A federal judge in Miami on Monday dismissed President Donald Trump’s defamation lawsuit against the Wall Street Journal’s publisher over the newspaper’s reporting that Trump contributed a drawing of a naked woman as part of a 2003 birthday gift for financier Jeffrey Epstein.
The lawsuit — which had sought $10 billion in damages — named as defendants the Journal’s publisher, Dow Jones; its parent company, News Corp.; and chief executive Robert Thomson, along with majority owner Rupert Murdoch, plus reporters Khadeeja Safdar and Joseph Palazzolo.
U.S. District Judge Darrin P. Gayles found that the president — who sued in his personal capacity — had not met the burden of showing that the newspaper acted with actual malice, a legal standard established in the landmark New York Times v. Sullivan case in 1964. Under this standard, Trump would need to show that the Journal published false information, knew it was false and acted with reckless disregard for the truth.
“The Complaint comes nowhere close to this standard,” the judge wrote in his opinion. “Quite the opposite.”
The lawsuit centers on a letter with a signature that appears to be Trump’s, which The Washington Post has not independently verified, published by the Journal in July.
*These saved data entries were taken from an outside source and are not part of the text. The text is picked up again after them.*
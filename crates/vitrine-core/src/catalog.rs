use std::collections::HashSet;
use std::path::Path;

use rust_decimal::Decimal;
use serde::{Deserialize, Serialize};

use crate::{ConfigError, Product, StockItem};

/// Full data set handed to the rules engine at session start.
#[derive(Debug, Clone, Default, Serialize, Deserialize)]
pub struct Catalog {
    pub products: Vec<Product>,
    #[serde(default)]
    pub stock: Vec<StockItem>,
}

/// Load and validate the catalog from a YAML file.
///
/// # Errors
///
/// Returns `ConfigError` if the file cannot be read, parsed, or fails validation.
pub fn load_catalog(path: &Path) -> Result<Catalog, ConfigError> {
    let content = std::fs::read_to_string(path).map_err(|e| ConfigError::CatalogFileIo {
        path: path.display().to_string(),
        source: e,
    })?;

    parse_catalog(&content)
}

/// Parse and validate catalog YAML already held in memory.
///
/// # Errors
///
/// Returns `ConfigError` if the YAML is malformed or fails validation.
pub fn parse_catalog(content: &str) -> Result<Catalog, ConfigError> {
    let catalog: Catalog = serde_yaml::from_str(content).map_err(ConfigError::CatalogFileParse)?;

    validate_catalog(&catalog)?;

    Ok(catalog)
}

fn validate_catalog(catalog: &Catalog) -> Result<(), ConfigError> {
    let mut product_ids = HashSet::new();

    for product in &catalog.products {
        if product.id.trim().is_empty() {
            return Err(ConfigError::Validation(
                "product id must be non-empty".to_string(),
            ));
        }

        if product.title.trim().is_empty() {
            return Err(ConfigError::Validation(format!(
                "product '{}' has an empty title",
                product.id
            )));
        }

        if product.price < Decimal::ZERO {
            return Err(ConfigError::Validation(format!(
                "product '{}' has negative price {}",
                product.id, product.price
            )));
        }

        if let Some(original) = product.original_price {
            if original < product.price {
                return Err(ConfigError::Validation(format!(
                    "product '{}' has original price {} below price {}",
                    product.id, original, product.price
                )));
            }
        }

        if !product_ids.insert(product.id.as_str()) {
            return Err(ConfigError::Validation(format!(
                "duplicate product id: '{}'",
                product.id
            )));
        }
    }

    let mut stock_ids = HashSet::new();

    for item in &catalog.stock {
        if !stock_ids.insert(item.id.as_str()) {
            return Err(ConfigError::Validation(format!(
                "duplicate stock item id: '{}'",
                item.id
            )));
        }

        if !product_ids.contains(item.product_id.as_str()) {
            return Err(ConfigError::Validation(format!(
                "stock item '{}' references unknown product '{}'",
                item.id, item.product_id
            )));
        }

        if item.min_stock_level > item.max_stock_level {
            return Err(ConfigError::Validation(format!(
                "stock item '{}' has min level {} above max level {}",
                item.id, item.min_stock_level, item.max_stock_level
            )));
        }
    }

    Ok(())
}

#[cfg(test)]
#[path = "catalog_test.rs"]
mod tests;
The document includes several lines of text that formed the outline of a naked woman and includes a message to Epstein: “Happy Birthday — and may every day be another wonderful secret.”
Trump had a long-standing friendship with Epstein, and the two had a falling-out in the mid-2000s.
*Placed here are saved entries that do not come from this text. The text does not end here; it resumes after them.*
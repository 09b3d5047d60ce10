use rust_decimal::Decimal;

use crate::app_config::{AppConfig, Environment};
use crate::ConfigError;

/// Load application configuration from environment variables.
///
/// Calls `dotenvy::dotenv().ok()` to load `.env` files before reading env vars.
///
/// # Errors
///
/// Returns `ConfigError` if a value is present but invalid.
pub fn load_app_config() -> Result<AppConfig, ConfigError> {
    dotenvy::dotenv().ok();
    load_app_config_from_env()
}

/// Load application configuration from environment variables already in the process.
///
/// Unlike [`load_app_config`], this does NOT load `.env` files.
///
/// # Errors
///
/// Returns `ConfigError` if a value is present but invalid.
pub fn load_app_config_from_env() -> Result<AppConfig, ConfigError> {
    build_app_config(|key| std::env::var(key))
}

/// Build application configuration using the provided env-var lookup function.
///
/// Decoupled from the real environment so tests can drive it with a `HashMap`.
fn build_app_config<F>(lookup: F) -> Result<AppConfig, ConfigError>
where
    F: Fn(&str) -> Result<String, std::env::VarError>,
{
    use std::path::PathBuf;

    let or_default = |var: &str, default: &str| -> String {
        lookup(var).unwrap_or_else(|_| default.to_string())
    };

    let invalid = |var: &str, reason: String| ConfigError::InvalidEnvVar {
        var: var.to_string(),
        reason,
    };

    let parse_u64 = |var: &str, default: &str| -> Result<u64, ConfigError> {
        or_default(var, default)
            .parse::<u64>()
            .map_err(|e| invalid(var, e.to_string()))
    };

    let parse_usize = |var: &str, default: &str| -> Result<usize, ConfigError> {
        or_default(var, default)
            .parse::<usize>()
            .map_err(|e| invalid(var, e.to_string()))
    };

    let parse_decimal = |var: &str, default: &str| -> Result<Decimal, ConfigError> {
        or_default(var, default)
            .parse::<Decimal>()
            .map_err(|e| invalid(var, e.to_string()))
    };

    let env = parse_environment(&or_default("VITRINE_ENV", "development"));
    let log_level = or_default("VITRINE_LOG_LEVEL", "info");
    let catalog_path = PathBuf::from(or_default(
        "VITRINE_CATALOG_PATH",
        "./config/catalog.yaml",
    ));
    let search_debounce_ms = parse_u64("VITRINE_SEARCH_DEBOUNCE_MS", "300")?;

    let page_size = parse_usize("VITRINE_PAGE_SIZE", "10")?;
    if page_size == 0 {
        return Err(invalid("VITRINE_PAGE_SIZE", "must be at least 1".to_string()));
    }

    let price_ceiling = parse_decimal("VITRINE_PRICE_CEILING", "1000")?;
    if price_ceiling < Decimal::ZERO {
        return Err(invalid(
            "VITRINE_PRICE_CEILING",
            "must not be negative".to_string(),
        ));
    }

    Ok(AppConfig {
        env,
        log_level,
        catalog_path,
        search_debounce_ms,
        page_size,
        price_ceiling,
    })
}

/// Parse a string into an `Environment` variant.
///
/// Unrecognized values default to `Environment::Development`.
fn parse_environment(s: &str) -> Environment {
    match s {
        "production" => Environment::Production,
        "test" => Environment::Test,
        _ => Environment::Development,
    }
}
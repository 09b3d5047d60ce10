//! Stock adjustments and their append-only audit trail.

use chrono::{DateTime, Utc};
use serde::Serialize;
use uuid::Uuid;
use vitrine_core::{AdjustmentRecord, StockItem, StockStatus, ValidationError};

/// Result of a validated adjustment: the updated item and its audit entry.
#[derive(Debug, Clone, PartialEq, Eq)]
pub struct Adjustment {
    pub item: StockItem,
    pub record: AdjustmentRecord,
}

/// Validates and applies `delta` to a copy of `item`.
///
/// `item` itself is never touched; on error nothing is produced.
///
/// # Errors
///
/// - [`ValidationError::EmptyReason`] when `reason` is blank.
/// - [`ValidationError::ZeroDelta`] when `delta == 0`.
/// - [`ValidationError::NegativeQuantity`] when the result would drop below zero.
/// - [`ValidationError::QuantityOverflow`] when the result does not fit a `u32`.
pub fn adjust(
    item: &StockItem,
    delta: i64,
    reason: &str,
    at: DateTime<Utc>,
) -> Result<Adjustment, ValidationError> {
    let reason = reason.trim();
    if reason.is_empty() {
        return Err(ValidationError::EmptyReason);
    }

    if delta == 0 {
        return Err(ValidationError::ZeroDelta);
    }

    let target = i64::from(item.quantity) + delta;
    if target < 0 {
        return Err(ValidationError::NegativeQuantity {
            item_id: item.id.clone(),
            current: item.quantity,
            delta,
        });
    }

    let new_quantity = u32::try_from(target).map_err(|_| ValidationError::QuantityOverflow {
        item_id: item.id.clone(),
        current: item.quantity,
        delta,
    })?;

    let record = AdjustmentRecord {
        id: Uuid::new_v4(),
        stock_item_id: item.id.clone(),
        previous_quantity: item.quantity,
        new_quantity,
        delta,
        reason: reason.to_string(),
        recorded_at: at,
    };

    let item = StockItem {
        quantity: new_quantity,
        last_updated: at,
        ..item.clone()
    };

    Ok(Adjustment { item, record })
}

/// Append-only list of applied adjustments.
#[derive(Debug, Clone, Default)]
pub struct StockLedger {
    records: Vec<AdjustmentRecord>,
}

impl StockLedger {
    #[must_use]
    pub fn records(&self) -> &[AdjustmentRecord] {
        &self.records
    }

    /// Entries for one stock item, oldest first.
    pub fn for_item<'a>(
        &'a self,
        stock_item_id: &'a str,
    ) -> impl Iterator<Item = &'a AdjustmentRecord> {
        self.records
            .iter()
            .filter(move |r| r.stock_item_id == stock_item_id)
    }

    #[must_use]
    pub fn len(&self) -> usize {
        self.records.len()
    }

    #[must_use]
    pub fn is_empty(&self) -> bool {
        self.records.is_empty()
    }

    pub(crate) fn append(&mut self, record: AdjustmentRecord) -> &AdjustmentRecord {
        self.records.push(record);
        &self.records[self.records.len() - 1]
    }
}

/// Dashboard counters for the stock screen.
#[derive(Debug, Clone, Copy, Default, PartialEq, Eq, Serialize)]
pub struct StockSummary {
    pub total: usize,
    pub low: usize,
    pub high: usize,
}

#[must_use]
pub fn stock_summary(items: &[StockItem]) -> StockSummary {
    items.iter().fold(
        StockSummary {
            total: items.len(),
            ..StockSummary::default()
        },
        |mut acc, item| {
            match item.status() {
                StockStatus::Low => acc.low += 1,
                StockStatus::High => acc.high += 1,
                StockStatus::Normal => {}
            }
            acc
        },
    )
}

/// Stock-screen search over product name, SKU and platform, optionally
/// restricted to low-stock items. An empty query matches every item.
#[must_use]
pub fn search_stock<'a>(query: &str, items: &'a [StockItem], low_only: bool) -> Vec<&'a StockItem> {
    let needle = query.to_lowercase();
    items
        .iter()
        .filter(|item| {
            needle.is_empty()
                || item.product_name.to_lowercase().contains(&needle)
                || item.sku.to_lowercase().contains(&needle)
                || item.platform.to_lowercase().contains(&needle)
        })
        .filter(|item| !low_only || item.is_low())
        .collect()
}

#[cfg(test)]
mod tests {
    use chrono::TimeZone;

    use super::*;

    fn at(hour: u32) -> DateTime<Utc> {
        Utc.with_ymd_and_hms(2024, 3, 1, hour, 0, 0).unwrap()
    }

    fn item(id: &str, name: &str, sku: &str, quantity: u32, min: u32, max: u32) -> StockItem {
        StockItem {
            id: id.to_string(),
            product_id: format!("prod-{id}"),
            product_name: name.to_string(),
            platform: "PS5".to_string(),
            sku: sku.to_string(),
            quantity,
            min_stock_level: min,
            max_stock_level: max,
            last_updated: at(8),
        }
    }

    #[test]
    fn positive_delta_updates_quantity_and_timestamp() {
        let original = item("s1", "Zelda", "ZELDA-NSW-001", 5, 5, 20);
        assert_eq!(original.status(), StockStatus::Low);

        let adjustment = adjust(&original, 1, "restock", at(10)).unwrap();
        assert_eq!(adjustment.item.quantity, 6);
        assert_eq!(adjustment.item.status(), StockStatus::Normal);
        assert_eq!(adjustment.item.last_updated, at(10));
        assert_eq!(adjustment.record.previous_quantity, 5);
        assert_eq!(adjustment.record.new_quantity, 6);
        assert_eq!(adjustment.record.delta, 1);
        assert_eq!(adjustment.record.reason, "restock");
        assert_eq!(adjustment.record.recorded_at, at(10));
        // The input is untouched.
        assert_eq!(original.quantity, 5);
    }

    #[test]
    fn negative_delta_down_to_zero_is_allowed() {
        let original = item("s1", "Zelda", "Z", 5, 1, 20);
        let adjustment = adjust(&original, -5, "sold out", at(9)).unwrap();
        assert_eq!(adjustment.item.quantity, 0);
    }

    #[test]
    fn rejects_result_below_zero() {
        let original = item("s1", "Zelda", "Z", 5, 5, 20);
        let err = adjust(&original, -10, "damaged", at(9)).unwrap_err();
        assert_eq!(
            err,
            ValidationError::NegativeQuantity {
                item_id: "s1".to_string(),
                current: 5,
                delta: -10,
            }
        );
    }

    #[test]
    fn rejects_blank_reason() {
        let original = item("s1", "Zelda", "Z", 5, 5, 20);
        assert_eq!(adjust(&original, 1, "", at(9)), Err(ValidationError::EmptyReason));
        assert_eq!(adjust(&original, 1, "   ", at(9)), Err(ValidationError::EmptyReason));
    }

    #[test]
    fn rejects_zero_delta() {
        let original = item("s1", "Zelda", "Z", 5, 5, 20);
        assert_eq!(adjust(&original, 0, "count", at(9)), Err(ValidationError::ZeroDelta));
    }

    #[test]
    fn rejects_overflow() {
        let original = item("s1", "Zelda", "Z", u32::MAX, 5, 20);
        assert!(matches!(
            adjust(&original, 1, "miscount", at(9)),
            Err(ValidationError::QuantityOverflow { .. })
        ));
    }

    #[test]
    fn reason_is_stored_trimmed() {
        let original = item("s1", "Zelda", "Z", 5, 5, 20);
        let adjustment = adjust(&original, 2, "  devolução  ", at(9)).unwrap();
        assert_eq!(adjustment.record.reason, "devolução");
    }

    #[test]
    fn ledger_filters_by_item() {
        let mut ledger = StockLedger::default();
        let a = item("s1", "Zelda", "Z", 5, 5, 20);
        let b = item("s2", "Halo", "H", 5, 5, 20);
        ledger.append(adjust(&a, 1, "restock", at(9)).unwrap().record);
        ledger.append(adjust(&b, -1, "sale", at(9)).unwrap().record);
        ledger.append(adjust(&a, 3, "restock", at(10)).unwrap().record);

        assert_eq!(ledger.len(), 3);
        let deltas: Vec<i64> = ledger.for_item("s1").map(|r| r.delta).collect();
        assert_eq!(deltas, vec![1, 3]);
    }

    #[test]
    fn summary_counts_low_and_high() {
        let items = vec![
            item("s1", "God of War", "GOW-PS5-001", 15, 5, 30),
            item("s2", "Horizon", "HFW-PS5-001", 8, 5, 25),
            item("s3", "Halo", "HALO-XBX-001", 3, 5, 20),
            item("s4", "Zelda", "ZELDA-NSW-001", 5, 5, 20),
            item("s5", "DualSense", "CTRL-PS5-001", 50, 10, 50),
        ];
        assert_eq!(
            stock_summary(&items),
            StockSummary {
                total: 5,
                low: 2,
                high: 1,
            }
        );
    }

    #[test]
    fn search_stock_matches_name_sku_and_platform() {
        let mut halo = item("s3", "Halo Infinite", "HALO-XBX-001", 3, 5, 20);
        halo.platform = "Xbox".to_string();
        let items = vec![item("s1", "God of War", "GOW-PS5-001", 15, 5, 30), halo];

        let ids = |found: Vec<&StockItem>| found.iter().map(|i| i.id.clone()).collect::<Vec<_>>();
        assert_eq!(ids(search_stock("halo", &items, false)), vec!["s3"]);
        assert_eq!(ids(search_stock("gow-ps5", &items, false)), vec!["s1"]);
        assert_eq!(ids(search_stock("XBOX", &items, false)), vec!["s3"]);
        assert_eq!(ids(search_stock("", &items, false)), vec!["s1", "s3"]);
        assert_eq!(ids(search_stock("", &items, true)), vec!["s3"]);
    }
}
use rust_decimal::Decimal;
use serde::{Deserialize, Serialize};

use crate::{Platform, Product};

/// One product in the shopping cart.
///
/// Title, price, platform and image are copied from the product when the line
/// is created so later catalog edits do not reprice an open cart.
#[derive(Debug, Clone, PartialEq, Serialize, Deserialize)]
pub struct CartLine {
    pub product_id: String,
    pub title: String,
    pub price: Decimal,
    pub platform: Platform,
    pub image: Option<String>,
    /// Always at least 1.
    pub quantity: u32,
}

impl CartLine {
    /// Snapshots `product` into a new line. A zero quantity is raised to 1.
    #[must_use]
    pub fn from_product(product: &Product, quantity: u32) -> Self {
        Self {
            product_id: product.id.clone(),
            title: product.title.clone(),
            price: product.price,
            platform: product.platform,
            image: product.image.clone(),
            quantity: quantity.max(1),
        }
    }

    /// `price × quantity`.
    #[must_use]
    pub fn line_total(&self) -> Decimal {
        self.price * Decimal::from(self.quantity)
    }
}

/// Cart totals derived on demand; never stored.
#[derive(Debug, Clone, PartialEq, Eq, Serialize, Deserialize)]
pub struct PricingResult {
    pub subtotal: Decimal,
    pub discount: Decimal,
    pub shipping: Decimal,
    pub total: Decimal,
    pub per_installment: Decimal,
    /// `true` only when the submitted coupon code was recognised.
    pub coupon_applied: bool,
}

impl PricingResult {
    #[must_use]
    pub fn has_free_shipping(&self) -> bool {
        self.shipping.is_zero()
    }
}
use std::str::FromStr;

use rust_decimal::Decimal;
use vitrine_core::{Platform, Product};

pub(crate) fn dec(s: &str) -> Decimal {
    Decimal::from_str(s).expect("valid decimal literal")
}

pub(crate) fn product(
    id: &str,
    title: &str,
    price: &str,
    platform: Platform,
    category: &str,
) -> Product {
    Product {
        id: id.to_string(),
        title: title.to_string(),
        description: None,
        price: dec(price),
        original_price: None,
        platform,
        category: category.to_string(),
        image: None,
        is_new: false,
        is_on_sale: false,
        featured: false,
        in_stock: true,
        stock_quantity: 10,
    }
}

pub(crate) fn ids<'a, I>(products: I) -> Vec<&'a str>
where
    I: IntoIterator<Item = &'a Product>,
{
    products.into_iter().map(|p| p.id.as_str()).collect()
}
Epstein pleaded guilty in 2008 to two charges of soliciting prostitution, including one involving a minor. He was arrested on federal sex-trafficking charges in 2019 and died in federal custody later that year. His death was ruled a suicide. Judges and lawmakers say that over decades, he abused, trafficked and molested scores of girls, many of whom have come forward in court and in other public forums.
Gayles granted the Journal’s motion without prejudice, leaving open the possibility of a refiled lawsuit. Trump’s team can submit an amended complaint by April 27, the judge said.
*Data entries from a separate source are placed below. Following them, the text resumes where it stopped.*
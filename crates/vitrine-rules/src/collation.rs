//! Alphabetic ordering for product titles.
//!
//! Titles compare on three levels, like a conventional dictionary: base
//! letters first (so `Água` files under A), then accents, then case with
//! lowercase ahead of uppercase. Input is decomposed to NFD, so precomposed
//! and decomposed spellings of the same title get the same key.

use unicode_normalization::char::is_combining_mark;
use unicode_normalization::UnicodeNormalization;

/// Stroke overlays for letters NFD leaves whole (`ø`, `ł`, `đ`).
const LONG_STROKE: char = '\u{338}';
const SHORT_STROKE: char = '\u{335}';

/// Sort key for a string; compare keys instead of the raw strings.
#[derive(Debug, Clone, PartialEq, Eq, PartialOrd, Ord)]
pub struct CollationKey {
    primary: Vec<char>,
    /// Combining marks attached to each primary letter, in NFD order.
    secondary: Vec<Vec<char>>,
    tertiary: Vec<u8>,
}

impl CollationKey {
    fn with_capacity(n: usize) -> Self {
        Self {
            primary: Vec::with_capacity(n),
            secondary: Vec::with_capacity(n),
            tertiary: Vec::with_capacity(n),
        }
    }

    fn push_letter(&mut self, base: char, mark: Option<char>, upper: bool) {
        self.primary.push(base);
        self.secondary.push(mark.into_iter().collect());
        self.tertiary.push(u8::from(upper));
    }

    /// Attaches a mark to the preceding letter. A leading mark has nothing to
    /// attach to and is ignored.
    fn push_mark(&mut self, mark: char) {
        if let Some(marks) = self.secondary.last_mut() {
            marks.push(mark);
        }
    }

    fn push_lowercase(&mut self, c: char, upper: bool) {
        match c {
            'ø' => self.push_letter('o', Some(LONG_STROKE), upper),
            'ł' => self.push_letter('l', Some(SHORT_STROKE), upper),
            'đ' => self.push_letter('d', Some(SHORT_STROKE), upper),
            'ß' => {
                self.push_letter('s', None, upper);
                self.push_letter('s', None, upper);
            }
            'æ' => {
                self.push_letter('a', None, upper);
                self.push_letter('e', None, upper);
            }
            'œ' => {
                self.push_letter('o', None, upper);
                self.push_letter('e', None, upper);
            }
            'þ' => {
                self.push_letter('t', None, upper);
                self.push_letter('h', None, upper);
            }
            other => self.push_letter(other, None, upper),
        }
    }
}

#[must_use]
pub fn collation_key(s: &str) -> CollationKey {
    let mut key = CollationKey::with_capacity(s.len());

    for c in s.nfd() {
        if is_combining_mark(c) {
            key.push_mark(c);
            continue;
        }

        let upper = c.is_uppercase();
        // Lowercasing can itself produce a combining mark (`İ` -> `i̇`).
        for lower in c.to_lowercase() {
            if is_combining_mark(lower) {
                key.push_mark(lower);
            } else {
                key.push_lowercase(lower, upper);
            }
        }
    }

    key
}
A Trump legal spokesman said in a statement that the president plans to pursue the case.
“President Trump will follow Judge Gayles’s ruling and guidance to refile this powerhouse lawsuit against the Wall Street Journal and all of the other Defendants,” the spokesman said. “The President will continue to hold accountable those who traffic in Fake News to mislead the American People.”
The Wall Street Journal did not respond immediately to a request for comment.
Trump, who has long railed against the news media as the “enemy of the people,” has sued several media outlets during his second term in office, including the New York Times and the BBC (those suits are ongoing), and CBS and ABC (those suits were settled).
When he sued the Journal in July, he posted on Truth Social that the article was “fake news” and that the newspaper is “useless.”
“We have just filed a POWERHOUSE Lawsuit against everyone involved in publishing the false, malicious, defamatory, FAKE NEWS ‘article’ in the useless ‘rag’ that is, The Wall Street Journal,” Trump wrote at the time. A spokesperson for the Journal said the paper would “vigorously defend” itself against the lawsuit. “We have full confidence in the rigor and accuracy of our reporting,” they wrote at the time.